How to tackle Inequalities in Banking exams

5 marks in 1 min

There is no need of pen and paper in solving inequality. You need to only give some time to read this article and brush up your inequality concept.

       If you are already familiar with inequality topic, but not forget there is some special cases in inequality viz. Either or . So connect with us and continue read this article and enjoy your confirm 5 marks in exam.

Firstly, I introduce the concept of open/ close gate to all of you by which we solve inequality questions.

Open gate ->   >
close gate ->    <
both side open ->    =

If we need to go one place to another place than we need to all Gate should be open in path of both houses.
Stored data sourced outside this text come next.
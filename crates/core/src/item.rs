//! Placed item instances.

use crate::catalog::ItemTypeId;
use crate::shape::{Rotation, Shape};

#[cfg(feature = "serde")]
use serde::{Deserialize, Serialize};

/// Identifier of a placed instance. Unique among the items of one grid.
pub type InstanceId = String;

/// One concrete occurrence of an item type on the grid.
///
/// `x` and `y` address the top-left cell of the shape's bounding box. They are
/// signed because an item being dragged may sit partly off the grid; committed
/// items are always fully inside.
#[derive(Debug, Clone, PartialEq, Eq, Hash)]
#[cfg_attr(feature = "serde", derive(Serialize, Deserialize))]
pub struct PlacedItem {
    /// Instance identifier, caller generated.
    pub id: InstanceId,

    /// Catalog key of the item type.
    pub item_type: ItemTypeId,

    /// Column of the top-left cell.
    pub x: i32,

    /// Row of the top-left cell.
    pub y: i32,

    /// Rotation kept for the caller. Never applied by the engine.
    #[cfg_attr(feature = "serde", serde(default))]
    pub rotation: Rotation,
}

impl PlacedItem {
    /// Creates an unrotated item at `(x, y)`.
    pub fn new(id: impl Into<InstanceId>, item_type: impl Into<ItemTypeId>, x: i32, y: i32) -> Self {
        Self {
            id: id.into(),
            item_type: item_type.into(),
            x,
            y,
            rotation: Rotation::Deg0,
        }
    }

    /// Sets the rotation value.
    pub fn with_rotation(mut self, rotation: Rotation) -> Self {
        self.rotation = rotation;
        self
    }

    /// Returns a copy moved to `(x, y)`.
    pub fn at(&self, x: i32, y: i32) -> Self {
        Self {
            x,
            y,
            ..self.clone()
        }
    }

    /// Returns the top-left coordinate as `(x, y)`.
    pub fn position(&self) -> (i32, i32) {
        (self.x, self.y)
    }

    /// Iterates the absolute `(x, y)` cells covered by `shape` placed at this item's
    /// position. Cells may lie outside the grid.
    pub fn footprint<'a>(&self, shape: &'a Shape) -> impl Iterator<Item = (i64, i64)> + 'a {
        let (x, y) = (self.x as i64, self.y as i64);
        shape
            .cells()
            .map(move |(r, c)| (x + c as i64, y + r as i64))
    }
}

#[cfg(test)]
mod tests {
    use super::*;

    #[test]
    fn test_placed_item_defaults() {
        let item = PlacedItem::new("p1", "potion", 2, 3);
        assert_eq!(item.position(), (2, 3));
        assert_eq!(item.rotation, Rotation::Deg0);
    }

    #[test]
    fn test_at_keeps_identity() {
        let item = PlacedItem::new("p1", "potion", 2, 3).with_rotation(Rotation::Deg90);
        let moved = item.at(-1, 0);
        assert_eq!(moved.id, "p1");
        assert_eq!(moved.item_type, "potion");
        assert_eq!(moved.position(), (-1, 0));
        assert_eq!(moved.rotation, Rotation::Deg90);
    }

    #[test]
    fn test_footprint() {
        let boots = Shape::parse("##\n#.").unwrap();
        let item = PlacedItem::new("b1", "boots", 3, -1);
        let cells: Vec<_> = item.footprint(&boots).collect();
        assert_eq!(cells, vec![(3, -1), (4, -1), (3, 0)]);
    }
}
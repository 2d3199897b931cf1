//! Benchmarks for grid placement operations.
//!
//! Measures first-fit packing and placement checks on inventory-sized grids.

use backpack_grid::{can_place, organize, Catalog, GridConfig, ItemType, PlacedItem, Shape};
use criterion::{black_box, criterion_group, criterion_main, BenchmarkId, Criterion};

fn catalog() -> Catalog {
    let parse = |rows: &str| Shape::parse(rows).unwrap();
    Catalog::new()
        .with_item(ItemType::new("potion", parse("#\n#")))
        .with_item(ItemType::new("boots", parse("##\n#.")))
        .with_item(ItemType::new("sword", parse("#\n#\n#")))
        .with_item(ItemType::new("shield", Shape::rectangle(2, 2).unwrap()))
        .with_item(ItemType::new("ring", Shape::unit()))
}

fn bag(n: usize) -> Vec<PlacedItem> {
    const TYPES: [&str; 5] = ["potion", "boots", "sword", "shield", "ring"];
    (0..n)
        .map(|i| PlacedItem::new(format!("I{}", i), TYPES[i % TYPES.len()], 0, 0))
        .collect()
}

fn bench_organize(c: &mut Criterion) {
    let mut group = c.benchmark_group("organize");
    let catalog = catalog();

    for &(side, n) in &[(8, 10), (8, 30), (16, 80)] {
        let grid = GridConfig::with_size(side, side);
        let items = bag(n);

        group.bench_with_input(
            BenchmarkId::new(format!("{}x{}", side, side), n),
            &(items, grid),
            |b, (items, grid)| b.iter(|| black_box(organize(black_box(items), &catalog, grid))),
        );
    }
    group.finish();
}

fn bench_can_place(c: &mut Criterion) {
    let catalog = catalog();
    let grid = GridConfig::default();
    let items = organize(&bag(20), &catalog, &grid);
    let shield = Shape::rectangle(2, 2).unwrap();

    c.bench_function("can_place_8x8", |b| {
        b.iter(|| {
            can_place(
                black_box(&shield),
                black_box(6),
                black_box(6),
                &grid,
                &items,
                &catalog,
                None,
            )
        })
    });
}

criterion_group!(benches, bench_organize, bench_can_place);
criterion_main!(benches);
//! Organize result representation.

use crate::item::{InstanceId, PlacedItem};

#[cfg(feature = "serde")]
use serde::{Deserialize, Serialize};

/// Result of packing a set of items into a grid.
#[derive(Debug, Clone, Default, PartialEq)]
#[cfg_attr(feature = "serde", derive(Serialize, Deserialize))]
pub struct OrganizeResult {
    /// Items that were placed, with their new coordinates, in placement order.
    pub items: Vec<PlacedItem>,

    /// Instance ids that found no position, in placement order.
    pub unplaced: Vec<InstanceId>,

    /// Number of grid cells covered by placed items.
    pub occupied_cells: usize,

    /// Covered cells over total grid cells (0.0 - 1.0).
    pub utilization: f64,
}

impl OrganizeResult {
    /// Creates an empty result.
    pub fn new() -> Self {
        Self::default()
    }

    /// Returns true if every input item was placed.
    pub fn all_placed(&self) -> bool {
        self.unplaced.is_empty()
    }

    /// Returns the number of placed items.
    pub fn placed_count(&self) -> usize {
        self.items.len()
    }

    /// Returns the number of dropped items.
    pub fn unplaced_count(&self) -> usize {
        self.unplaced.len()
    }

    /// Returns the placed item with instance id `id`.
    pub fn get(&self, id: &str) -> Option<&PlacedItem> {
        self.items.iter().find(|item| item.id == id)
    }

    /// Returns utilization as a percentage string.
    pub fn utilization_percent(&self) -> String {
        format!("{:.1}%", self.utilization * 100.0)
    }

    /// Consumes the result, returning the placed items.
    pub fn into_items(self) -> Vec<PlacedItem> {
        self.items
    }
}

/// Summary statistics for an organize result.
#[derive(Debug, Clone, PartialEq)]
#[cfg_attr(feature = "serde", derive(Serialize, Deserialize))]
pub struct OrganizeSummary {
    /// Items passed in.
    pub total_requested: usize,
    /// Items placed.
    pub total_placed: usize,
    /// Utilization percentage.
    pub utilization_percent: f64,
}

impl From<&OrganizeResult> for OrganizeSummary {
    fn from(result: &OrganizeResult) -> Self {
        Self {
            total_requested: result.items.len() + result.unplaced.len(),
            total_placed: result.items.len(),
            utilization_percent: result.utilization * 100.0,
        }
    }
}

#[cfg(test)]
mod tests {
    use super::*;

    #[test]
    fn test_result_new() {
        let result = OrganizeResult::new();
        assert!(result.items.is_empty());
        assert_eq!(result.utilization, 0.0);
        assert!(result.all_placed());
    }

    #[test]
    fn test_result_lookup_and_percent() {
        let mut result = OrganizeResult::new();
        result.items.push(PlacedItem::new("a", "gem", 1, 0));
        result.unplaced.push("b".to_string());
        result.occupied_cells = 1;
        result.utilization = 0.25;

        assert_eq!(result.placed_count(), 1);
        assert_eq!(result.unplaced_count(), 1);
        assert!(!result.all_placed());
        assert_eq!(result.get("a").map(|i| i.position()), Some((1, 0)));
        assert!(result.get("b").is_none());
        assert_eq!(result.utilization_percent(), "25.0%");
    }

    #[test]
    fn test_organize_summary() {
        let mut result = OrganizeResult::new();
        result.items.push(PlacedItem::new("a", "gem", 0, 0));
        result.unplaced.push("b".to_string());
        result.unplaced.push("c".to_string());
        result.utilization = 0.75;

        let summary = OrganizeSummary::from(&result);
        assert_eq!(summary.total_requested, 3);
        assert_eq!(summary.total_placed, 1);
        assert_eq!(summary.utilization_percent, 75.0);
    }
}
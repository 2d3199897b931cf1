//! Stateful backpack holding the committed item list.
//!
//! [`Backpack`] owns the authoritative list of placed items and only ever commits
//! placements that validate, so the committed set never contains a collision or an
//! out-of-bounds footprint. Interactive moves go through a two-phase transaction:
//! [`Backpack::begin_move`] detaches the item, then [`Backpack::commit_move`] or
//! [`Backpack::cancel_move`] puts it back.

use crate::occupancy::{build_occupancy, OccupancyGrid};
use crate::organizer::organize_report;
use crate::placement::{check_placement, PlacementVerdict};
use backpack_core::{
    Catalog, Error, GridConfig, OrganizeResult, PlacedItem, Result, ShapeCatalog,
};
use thiserror::Error as ThisError;

/// An item taken out of the committed set by [`Backpack::begin_move`].
///
/// Must be handed back through [`Backpack::commit_move`] or
/// [`Backpack::cancel_move`].
#[derive(Debug, Clone, PartialEq, Eq)]
#[must_use = "a detached item is lost unless committed or cancelled"]
pub struct DetachedItem {
    item: PlacedItem,
}

impl DetachedItem {
    /// Returns the item as it was before the move started.
    pub fn original(&self) -> &PlacedItem {
        &self.item
    }

    /// Returns the instance id.
    pub fn id(&self) -> &str {
        &self.item.id
    }

    /// Gives up the transaction and returns the item.
    pub fn into_inner(self) -> PlacedItem {
        self.item
    }
}

/// A rejected move. Carries the detached item back so the caller can retry or cancel.
#[derive(Debug, Clone, PartialEq, Eq, ThisError)]
#[error("{error}")]
pub struct MoveRejected {
    /// The item, still detached.
    pub detached: DetachedItem,
    /// Why the placement was refused.
    pub error: Error,
}

/// A grid of committed items bound to a catalog.
///
/// `C` is any [`ShapeCatalog`]; pass `&Catalog` or `Arc<Catalog>` to share one
/// catalog between backpacks.
///
/// ```rust
/// use backpack_grid::{Backpack, Catalog, GridConfig, ItemType, PlacedItem, Shape};
///
/// let catalog = Catalog::new()
///     .with_item(ItemType::new("potion", Shape::parse("#\n#").unwrap()));
/// let mut backpack = Backpack::new(GridConfig::default(), &catalog).unwrap();
///
/// backpack.place(PlacedItem::new("p1", "potion", 0, 0)).unwrap();
///
/// let drag = backpack.begin_move("p1").unwrap();
/// backpack.commit_move(drag, 3, 2).unwrap();
/// assert_eq!(backpack.get("p1").unwrap().position(), (3, 2));
/// ```
#[derive(Debug, Clone)]
pub struct Backpack<C: ShapeCatalog = Catalog> {
    grid: GridConfig,
    catalog: C,
    items: Vec<PlacedItem>,
}

impl<C: ShapeCatalog> Backpack<C> {
    /// Creates an empty backpack.
    pub fn new(grid: GridConfig, catalog: C) -> Result<Self> {
        grid.validate()?;
        Ok(Self {
            grid,
            catalog,
            items: Vec::new(),
        })
    }

    /// Creates a backpack and commits `items` one by one, failing on the first
    /// item that does not validate.
    pub fn with_items(
        grid: GridConfig,
        catalog: C,
        items: impl IntoIterator<Item = PlacedItem>,
    ) -> Result<Self> {
        let mut backpack = Self::new(grid, catalog)?;
        for item in items {
            backpack.place(item)?;
        }
        Ok(backpack)
    }

    /// Returns the grid dimensions.
    pub fn grid(&self) -> &GridConfig {
        &self.grid
    }

    /// Returns the catalog.
    pub fn catalog(&self) -> &C {
        &self.catalog
    }

    /// Returns the committed items in insertion order.
    pub fn items(&self) -> &[PlacedItem] {
        &self.items
    }

    /// Number of committed items.
    pub fn len(&self) -> usize {
        self.items.len()
    }

    /// Returns true if nothing is committed.
    pub fn is_empty(&self) -> bool {
        self.items.is_empty()
    }

    /// Returns the committed item with instance id `id`.
    pub fn get(&self, id: &str) -> Option<&PlacedItem> {
        self.items.iter().find(|item| item.id == id)
    }

    /// Returns whether an item with instance id `id` is committed.
    pub fn contains(&self, id: &str) -> bool {
        self.get(id).is_some()
    }

    /// Builds the current occupancy.
    pub fn occupancy(&self) -> OccupancyGrid {
        build_occupancy(&self.items, &self.catalog, &self.grid, None)
    }

    /// Returns whether an item of `item_type` could be committed at `(x, y)`.
    ///
    /// `ignore` leaves one committed item out of the check. Unknown types never fit.
    pub fn can_place_type(&self, item_type: &str, x: i32, y: i32, ignore: Option<&str>) -> bool {
        match self.catalog.shape(item_type) {
            Some(shape) => check_placement(
                shape,
                x,
                y,
                &self.grid,
                &self.items,
                &self.catalog,
                ignore,
            )
            .fits(),
            None => false,
        }
    }

    /// Validates `item` against the committed set, skipping `ignore`.
    fn validate(&self, item: &PlacedItem, ignore: Option<&str>) -> Result<()> {
        let shape = self
            .catalog
            .shape(&item.item_type)
            .ok_or_else(|| Error::UnknownItemType(item.item_type.clone()))?;

        match check_placement(
            shape,
            item.x,
            item.y,
            &self.grid,
            &self.items,
            &self.catalog,
            ignore,
        ) {
            PlacementVerdict::Fits => Ok(()),
            PlacementVerdict::OutOfBounds => Err(Error::OutOfBounds {
                instance: item.id.clone(),
                x: item.x,
                y: item.y,
            }),
            PlacementVerdict::Collides { with, cell } => Err(Error::Collision {
                instance: item.id.clone(),
                other: with,
                x: cell.0,
                y: cell.1,
            }),
        }
    }

    /// Commits `item` if its id is new and its placement validates.
    pub fn place(&mut self, item: PlacedItem) -> Result<()> {
        if self.contains(&item.id) {
            return Err(Error::DuplicateInstance(item.id));
        }
        if let Err(e) = self.validate(&item, None) {
            log::debug!("Rejected placement of {}: {}", item.id, e);
            return Err(e);
        }
        self.items.push(item);
        Ok(())
    }

    /// Removes and returns the item with instance id `id`.
    pub fn remove(&mut self, id: &str) -> Result<PlacedItem> {
        let pos = self
            .items
            .iter()
            .position(|item| item.id == id)
            .ok_or_else(|| Error::UnknownInstance(id.to_string()))?;
        Ok(self.items.remove(pos))
    }

    /// Removes every item, returning them in insertion order.
    pub fn clear(&mut self) -> Vec<PlacedItem> {
        std::mem::take(&mut self.items)
    }

    /// Repacks every committed item with the first-fit packer.
    ///
    /// Items that no longer fit are removed from the backpack; their ids are listed
    /// in the returned result's `unplaced`.
    pub fn organize(&mut self) -> OrganizeResult {
        let result = organize_report(&self.items, &self.catalog, &self.grid);
        if !result.unplaced.is_empty() {
            log::warn!(
                "Organize dropped {} item(s): {:?}",
                result.unplaced.len(),
                result.unplaced
            );
        }
        self.items = result.items.clone();
        result
    }

    /// Starts moving the item with instance id `id`.
    ///
    /// The item leaves the committed set until the returned token is passed to
    /// [`commit_move`](Self::commit_move) or [`cancel_move`](Self::cancel_move).
    pub fn begin_move(&mut self, id: &str) -> Result<DetachedItem> {
        let item = self.remove(id)?;
        log::trace!("Detached {} from ({}, {})", item.id, item.x, item.y);
        Ok(DetachedItem { item })
    }

    /// Returns whether `detached` could be committed at `(x, y)` right now.
    pub fn can_commit_move(&self, detached: &DetachedItem, x: i32, y: i32) -> bool {
        self.can_place_type(&detached.item.item_type, x, y, None)
    }

    /// Commits `detached` at `(x, y)`. On rejection the item stays detached and is
    /// returned inside the error.
    pub fn commit_move(
        &mut self,
        detached: DetachedItem,
        x: i32,
        y: i32,
    ) -> std::result::Result<(), MoveRejected> {
        let moved = detached.item.at(x, y);
        self.place(moved)
            .map_err(|error| MoveRejected { detached, error })
    }

    /// Puts `detached` back at its original coordinates.
    ///
    /// Fails only if something was committed over the original slot while the item
    /// was detached; the item is then returned inside the error.
    pub fn cancel_move(&mut self, detached: DetachedItem) -> std::result::Result<(), MoveRejected> {
        let original = detached.item.clone();
        self.place(original)
            .map_err(|error| MoveRejected { detached, error })
    }
}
Secondly, Family members of Inequalities
i) <, > are oldest members
ii) ≤, ≥ are middle members
iii) = is smallest member

Importance,
i) = (Less important)
ii) ≥, ≤ (More important)
iii) <, > (Most important)

Take examples :-
statement :
A > B > C ≥ D > E = F > G < H ≤ I < J
conclusion :
i) A > D
ii) F < I
iii) C ≥ G
iv) D = F

Note :- when we solve this questions , we always move from open Gate side.

Take first conclusion,
                          We go from A to D
                          And A > (oldest member) D
Note :- If there is oldest member between two element, we don’t care about all members of family. But oldest member is also present in statement.
so, we start to go from A in statement
=> A open Gate& oldest member B (reached) open Gate& oldest member C (reached) open Gate & middle member D (Reached)
so, first conclusion is right.

Take second conclusion,
                          We go from I to F
                          And F < (oldest member) I
so, we start to go from I in statement
=> I open Gate& middle member H (reached) open Gate& oldest member G (reached) close Gate & oldest member F (Not reached)
so, Second conclusion is wrong.

Take Third conclusion,
                          We go from C to G
                          And C < (Middle member) G
Note :- If there is middle member between two elements, we don’t care about smallest member but we care about oldest members of family. If there is middle member between two elements, oldest member can’t present in statement for true condition.
So, we start to go from C in statement
=> C open Gate& middle member D (reached) open Gate& oldest member E (reached) Both side open & smallest member G (reached)
so, Third conclusion is wrong.

Note :- Here we reached G but conclusion is wrong, Because I said earlier If there is middle member is present than oldest member can’t present in statement and oldest member is present in statement.

Take Fourth conclusion,
                          We go from D to F or We go from F to D
                          And D = (Smallest member) F
Note :- If there is smallest member between two elements, we care about middle and oldest members of family. If there is smallest member between two elements, oldest member and middle member can’t present in statement for true condition.
So, we start to go from D in statement
=> D open Gate& oldest member E (reached) Both side open & smallest member F (reached)
so, Fourth conclusion is wrong.

Note :- Here we reached F but conclusion is wrong, Because I said earlier If there is smallest member is present than oldest member and middle member can’t present in statement and oldest member is present in statement.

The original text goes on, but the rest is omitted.